- Stable release: 1.2.6 / January 1, 2015; 11 years ago
- Written in: Java
- Operating system: Cross-platform
- Size: 20.9 MB (archived)
- Available in: BSD License
- Type: XML binding
- Website: jibx.sourceforge.net

= JiBX =

JiBX is an open-source Java framework for XML data binding. It solves the same problem as tools such as JAXB, XMLBeans and JDOM, but uses an alternate approach. It lets developers work with data from XML documents using arbitrarily defined Plain Old Java Objects (POJOs). The JiBX framework uses a binding definition to tell it how the Java objects map to the XML and vice versa. It is designed to perform the translation between internal data structures and XML with very high efficiency, and has been claimed to be the fastest XML data binding framework for Java.
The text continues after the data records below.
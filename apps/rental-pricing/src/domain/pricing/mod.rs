//! Pricing Bounded Context
//!
//! Derives the monthly price ladder for a rental device.
//!
//! # Key Concepts
//!
//! - **Hard floor**: Monthly financing repayment plus the logistics buffer
//! - **Anchor price**: 12-month price, base cost grossed up for risk, gateway and margin
//! - **Ladder**: 3/6/12/24-month prices as multiples of the anchor, ending in 9

pub mod errors;
pub mod rounding;
pub mod services;
pub mod value_objects;

pub use errors::PricingError;
pub use rounding::round_up_to_nearest_9;
pub use services::{RentalPricingCalculator, calculate_rental_pricing};
pub use value_objects::{
    BusinessSettings, DEFAULT_DEPRECIATION_PERCENT, PricingInput, PricingResult, RentalTerm,
};
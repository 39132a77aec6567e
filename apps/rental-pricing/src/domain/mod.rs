//! Domain Layer
//!
//! The innermost layer containing business logic with zero infrastructure dependencies.
//! This layer defines:
//!
//! - **Value Objects**: Immutable domain types with equality by value
//! - **Domain Services**: Stateless business logic
//!
//! # Bounded Contexts
//!
//! - [`pricing`]: Rental price derivation and the vanity rounding policy
//! - [`settings`]: Named business settings and their default resolution

pub mod pricing;
pub mod settings;
pub mod shared;
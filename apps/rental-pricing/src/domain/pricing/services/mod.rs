//! Pricing Domain Services

mod calculator;

pub use calculator::{RentalPricingCalculator, calculate_rental_pricing};
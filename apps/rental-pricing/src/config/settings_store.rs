//! Settings store connection configuration.

use std::time::Duration;

use serde::{Deserialize, Deserializer, Serialize};

use crate::infrastructure::settings_store::SupabaseSettingsConfig;

/// Settings store configuration.
#[derive(Debug, Clone, Serialize, Deserialize)]
pub struct SettingsStoreConfig {
    /// Supabase project URL. Empty means no remote store is configured.
    #[serde(default, deserialize_with = "null_as_empty")]
    pub url: String,
    /// API key for the project.
    #[serde(default, deserialize_with = "null_as_empty")]
    pub api_key: String,
    /// Table holding the settings rows.
    #[serde(default = "default_table")]
    pub table: String,
    /// Request timeout in seconds.
    #[serde(default = "default_timeout_secs")]
    pub timeout_secs: u64,
}

impl SettingsStoreConfig {
    /// Whether a remote store is configured.
    #[must_use]
    pub fn is_configured(&self) -> bool {
        !self.url.trim().is_empty()
    }

    /// Adapter configuration for the Supabase repository.
    #[must_use]
    pub fn to_adapter_config(&self) -> SupabaseSettingsConfig {
        SupabaseSettingsConfig::new(self.url.clone(), self.api_key.clone())
            .with_table(self.table.clone())
            .with_timeout(Duration::from_secs(self.timeout_secs))
    }
}

impl Default for SettingsStoreConfig {
    fn default() -> Self {
        Self {
            url: String::new(),
            api_key: String::new(),
            table: default_table(),
            timeout_secs: default_timeout_secs(),
        }
    }
}

// An interpolated `${VAR}` with VAR unset leaves a bare `url:`, which YAML reads as null.
fn null_as_empty<'de, D>(deserializer: D) -> Result<String, D::Error>
where
    D: Deserializer<'de>,
{
    Option::<String>::deserialize(deserializer).map(Option::unwrap_or_default)
}

fn default_table() -> String {
    "business_settings".to_string()
}

const fn default_timeout_secs() -> u64 {
    30
}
JiBX differs from other Java-XML transformation tools such as JAXB, XMLBeans and JDOM in that it is not based on code generation but on "Mapped Data Binding". In other words, the Java class and the XML document being mapped are both treated as first class objects and one is not generated from the other. This approach decouples the domain model (Java) from the service interface (input and output XML documents) in a way that is consistent with the goals of Service-Oriented Architecture (SOA).

Like traditional Java-XML tools, the JiBX framework can produce a set of Java classes but unlike most other XML binding tools for Java, JiBX does not require this step. It can generate byte code enhancements for existing classes from an XML-Java binding declaration.